With facile access to richly substituted α-pyrones, we have performed a brief, preliminary survey of some of their further transformations (Figure 4) to demonstrate utility of these diverse compounds. We focused on generation of highly substituted, extended aromatic systems, which are of significant interest for their physical and material properties.¹⁵ A high yield of pyranophenanthrene 7 is obtained by intramolecular oxidative coupling of 6n.¹⁶ When α-pyrone 6o is subjected to similar conditions, the initial intramolecular coupling is followed by a subsequent intermolecular coupling to afford an unexpected bis(pyranophenanthrene) 8 as the major product. Diels–Alder cycloadditions and decarboxylation^2a,d,f,13a produce highly substituted teraryls 9a and 9b in excellent yields from α-pyrone 6q. When subjected to BF₃·OEt₂/PhI(OCOCF₃)₂ conditions, these teraryls yield fused tetracyclic compounds 10a and 10b in high yields. Subjecting 9b to 2.1 equiv of iodonium salt and 4.2 equiv of BF₃·OEt₂ provides another unexpected result whereby aryl–aryl oxidative coupling is accompanied by lactonization to afford 11 in excellent yield. The structures of 10a and 11 were confirmed by X-ray diffraction. Finally, acid promoted electrophilic cyclization of a 5-alkenyl α-pyrone 6s affords dihydronaphthopyrone 12 in high yield.

Figure 4.

Further reactions of initially obtained α-pyrones. (i) PhI(OCOCF₃)₂ (1.1 equiv), BF₃·OEt₂ (2.2 equiv), DCM, −40 °C. (ii) PhI(OCOCF₃)₂ (1.1 equiv), BF₃·OEt₂ (2.2 equiv), DCM, −40–22 °C, 12 h. (iii) R¹CCR¹ (3 equiv), 1,2-dichlorobenzene, 200 °C, 48 h. (iv) PhI(OCOCF₃)₂ (2.1 equiv), BF₃·OEt₂ (4.2 equiv), DCM, −40 °C, 5 h. (v) AcOH, H₂SO₄, 120 °C, 24 h. Isolated yields are shown. X-ray diffraction structures are shown for 10a and 11 without hydrogens for clarity (red = O, green = F). ^a Yield is based on PhI(OCOCF₃)₂ as the limiting reagent.

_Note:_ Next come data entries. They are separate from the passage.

// Copyright (c) 2025 Kevin Thomas
// Licensed under the MIT License. See LICENSE file in the project root for full license information.

//! Traffic light controller and its control loop.
//!
//! This module runs the Moore machine from `fsm` against a [`Platform`]:
//! - Pin configuration at start-up
//! - Output, dwell, sample, transition on every step
//! - Endless polling loop
//!
//! # Step Order
//!
//! Every iteration performs, exactly once and in this order:
//!
//! 1. Write the state's lamps to the traffic light port
//! 2. Write the state's lamps to the pedestrian port
//! 3. Busy-wait for the state's dwell
//! 4. Sample the sensor port
//! 5. Move to the successor picked by the sample
//!
//! Sensors are only sampled once the lamps have been shown for the full
//! dwell, so a sample never races a lamp change.

use crate::config::{PEDESTRIAN_MASK, SENSOR_MASK, TRAFFIC_LIGHT_MASK};
use crate::fsm::{self, State, StateId};
use crate::platform::{Platform, Port};
use crate::signal::SensorInput;

/// Table-driven traffic light controller.
///
/// Holds only the current state; outputs, dwell and successors all come
/// from the static state table.
pub struct TrafficLightController {
    /// State whose outputs are shown on the next step
    current: StateId,
}

impl TrafficLightController {
    /// Creates a controller parked in the initial state.
    ///
    /// # Returns
    ///
    /// A new `TrafficLightController` starting at `GoWest`.
    ///
    /// # Examples
    ///
    /// ```ignore
    /// let mut controller = TrafficLightController::new();
    /// ```
    pub const fn new() -> Self {
        Self {
            current: StateId::INITIAL,
        }
    }

    /// Returns the state whose outputs are shown on the next step.
    pub fn current(&self) -> StateId {
        self.current
    }

    /// Returns the table row of the current state.
    pub fn current_state(&self) -> &'static State {
        fsm::row(self.current)
    }

    /// Configures the ports and resets the machine.
    ///
    /// Interrupts are held off while the pins change mode and enabled
    /// again once every port is configured.
    ///
    /// # Arguments
    ///
    /// * `platform` - Board services
    ///
    /// # Examples
    ///
    /// ```ignore
    /// let mut board = Board::new(p);
    /// controller.initialize(&mut board);
    /// ```
    pub fn initialize<P: Platform>(&mut self, platform: &mut P) {
        platform.disable_interrupts();
        platform.configure_digital_input_pins(Port::Sensors, SENSOR_MASK);
        platform.configure_digital_output_pins(Port::TrafficLights, TRAFFIC_LIGHT_MASK);
        platform.configure_digital_output_pins(Port::Pedestrian, PEDESTRIAN_MASK);
        self.current = StateId::INITIAL;
        platform.enable_interrupts();
        info!("Traffic light ready in {}", self.current);
    }

    /// Runs one iteration of the control loop.
    ///
    /// # Arguments
    ///
    /// * `platform` - Board services
    ///
    /// # Returns
    ///
    /// The state entered after sampling the sensors.
    ///
    /// # Examples
    ///
    /// ```ignore
    /// let next = controller.step(&mut board);
    /// ```
    pub fn step<P: Platform>(&mut self, platform: &mut P) -> StateId {
        let state = self.current_state();

        platform.write_outputs(Port::TrafficLights, state.light_output);
        platform.write_outputs(Port::Pedestrian, state.pedestrian_output);
        platform.wait_milliseconds(state.dwell_ms());

        let input = SensorInput::from_raw(platform.read_inputs(Port::Sensors));
        trace!("Sensors: {}", input.bits());

        let next = state.next_state(input);
        if next != self.current {
            debug!("{} -> {}", self.current, next);
        }
        self.current = next;
        next
    }

    /// Runs the control loop until power loss or reset.
    ///
    /// # Arguments
    ///
    /// * `platform` - Board services, already set up by [`Self::initialize`]
    pub fn run_forever<P: Platform>(&mut self, platform: &mut P) -> ! {
        loop {
            self.step(platform);
        }
    }
}

/// Same as [`TrafficLightController::new`].
impl Default for TrafficLightController {
    fn default() -> Self {
        Self::new()
    }
}

#[cfg(test)]
mod tests {
    use super::*;
    use std::vec::Vec;

    #[derive(Debug, Clone, Copy, PartialEq, Eq)]
    enum Call {
        Output(Port, u8),
        Input(Port, u8),
        Write(Port, u8),
        Read(Port),
        Wait(u32),
        EnableIrq,
        DisableIrq,
    }

    /// Records every call and replays scripted sensor words.
    struct MockPlatform {
        calls: Vec<Call>,
        sensor_words: Vec<u8>,
    }

    impl MockPlatform {
        fn with_sensors(words: &[u8]) -> Self {
            let mut sensor_words = words.to_vec();
            sensor_words.reverse();
            Self {
                calls: Vec::new(),
                sensor_words,
            }
        }
    }

    impl Platform for MockPlatform {
        fn configure_digital_output_pins(&mut self, port: Port, mask: u8) {
            self.calls.push(Call::Output(port, mask));
        }

        fn configure_digital_input_pins(&mut self, port: Port, mask: u8) {
            self.calls.push(Call::Input(port, mask));
        }

        fn write_outputs(&mut self, port: Port, value: u8) {
            self.calls.push(Call::Write(port, value));
        }

        fn read_inputs(&mut self, port: Port) -> u8 {
            self.calls.push(Call::Read(port));
            self.sensor_words.pop().unwrap_or(0)
        }

        fn wait_milliseconds(&mut self, duration_ms: u32) {
            self.calls.push(Call::Wait(duration_ms));
        }

        fn enable_interrupts(&mut self) {
            self.calls.push(Call::EnableIrq);
        }

        fn disable_interrupts(&mut self) {
            self.calls.push(Call::DisableIrq);
        }
    }

    #[test]
    fn initialize_configures_all_three_ports() {
        let mut platform = MockPlatform::with_sensors(&[]);
        let mut controller = TrafficLightController::new();
        controller.initialize(&mut platform);

        assert_eq!(
            platform.calls,
            [
                Call::DisableIrq,
                Call::Input(Port::Sensors, 0x07),
                Call::Output(Port::TrafficLights, 0x3F),
                Call::Output(Port::Pedestrian, 0x0A),
                Call::EnableIrq,
            ]
        );
        assert_eq!(controller.current(), StateId::GoWest);
    }

    #[test]
    fn initialize_resets_to_go_west() {
        let mut platform = MockPlatform::with_sensors(&[4]);
        let mut controller = TrafficLightController::default();
        controller.step(&mut platform);
        assert_eq!(controller.current(), StateId::SlowWest);

        controller.initialize(&mut platform);
        assert_eq!(controller.current(), StateId::GoWest);
    }

    #[test]
    fn step_writes_waits_reads_then_transitions() {
        let mut platform = MockPlatform::with_sensors(&[0]);
        let mut controller = TrafficLightController::new();

        let next = controller.step(&mut platform);

        assert_eq!(next, StateId::GoWest);
        assert_eq!(
            platform.calls,
            [
                Call::Write(Port::TrafficLights, 0x0C),
                Call::Write(Port::Pedestrian, 0x02),
                Call::Wait(1000),
                Call::Read(Port::Sensors),
            ]
        );
    }

    #[test]
    fn step_shows_outputs_of_the_state_it_leaves() {
        let mut platform = MockPlatform::with_sensors(&[2, 0]);
        let mut controller = TrafficLightController::new();

        assert_eq!(controller.step(&mut platform), StateId::SlowWest);
        assert_eq!(controller.step(&mut platform), StateId::GoSouth);

        assert_eq!(platform.calls[4], Call::Write(Port::TrafficLights, 0x14));
        assert_eq!(platform.calls[6], Call::Wait(500));
    }

    #[test]
    fn upper_sensor_bits_are_ignored() {
        let mut platform = MockPlatform::with_sensors(&[0xF8]);
        let mut controller = TrafficLightController::new();
        assert_eq!(controller.step(&mut platform), StateId::GoWest);
    }

    #[test]
    fn pedestrian_cycle_flashes_then_returns_to_traffic() {
        // GoWest -> SlowWest -> GoWalk -> AllRed -> WalkOff -> AllRed2 -> WalkOff2 -> GoSouth
        let mut platform = MockPlatform::with_sensors(&[4, 4, 2, 2, 2, 2, 2]);
        let mut controller = TrafficLightController::new();

        let trace: Vec<StateId> = (0..7).map(|_| controller.step(&mut platform)).collect();

        assert_eq!(
            trace,
            [
                StateId::SlowWest,
                StateId::GoWalk,
                StateId::AllRed,
                StateId::WalkOff,
                StateId::AllRed2,
                StateId::WalkOff2,
                StateId::GoSouth,
            ]
        );

        let pedestrian: Vec<u8> = platform
            .calls
            .iter()
            .filter_map(|call| match call {
                Call::Write(Port::Pedestrian, value) => Some(*value),
                _ => None,
            })
            .collect();
        assert_eq!(pedestrian, [0x02, 0x02, 0x08, 0x02, 0x00, 0x02, 0x00]);
    }
}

In conclusion, we have demonstrated that highly substituted α-pyrones are produced efficiently by an α-arylation/α-alkenylation/ketone enolate coupling strategy in a single-flask operation. Pd was found to have beneficial roles in all of the key steps of the sequence. A range of electronically and structurally diverse substrate combinations gives molecularly diverse α-pyrones with absolute control of regioselectivity under mild conditions. The utility of the resulting α-pyrones is demonstrated in further transformations to access polyaromatic compounds, which have several applications in organic chemistry, supramolecular chemistry, polymers, and materials science. Furthermore, a two-component procedure may also be employed starting with substituted ketones (see Supporting Information). Extensions of the sequential reactions and other pathways for derivatization of the products are subjects of further investigations in our laboratory.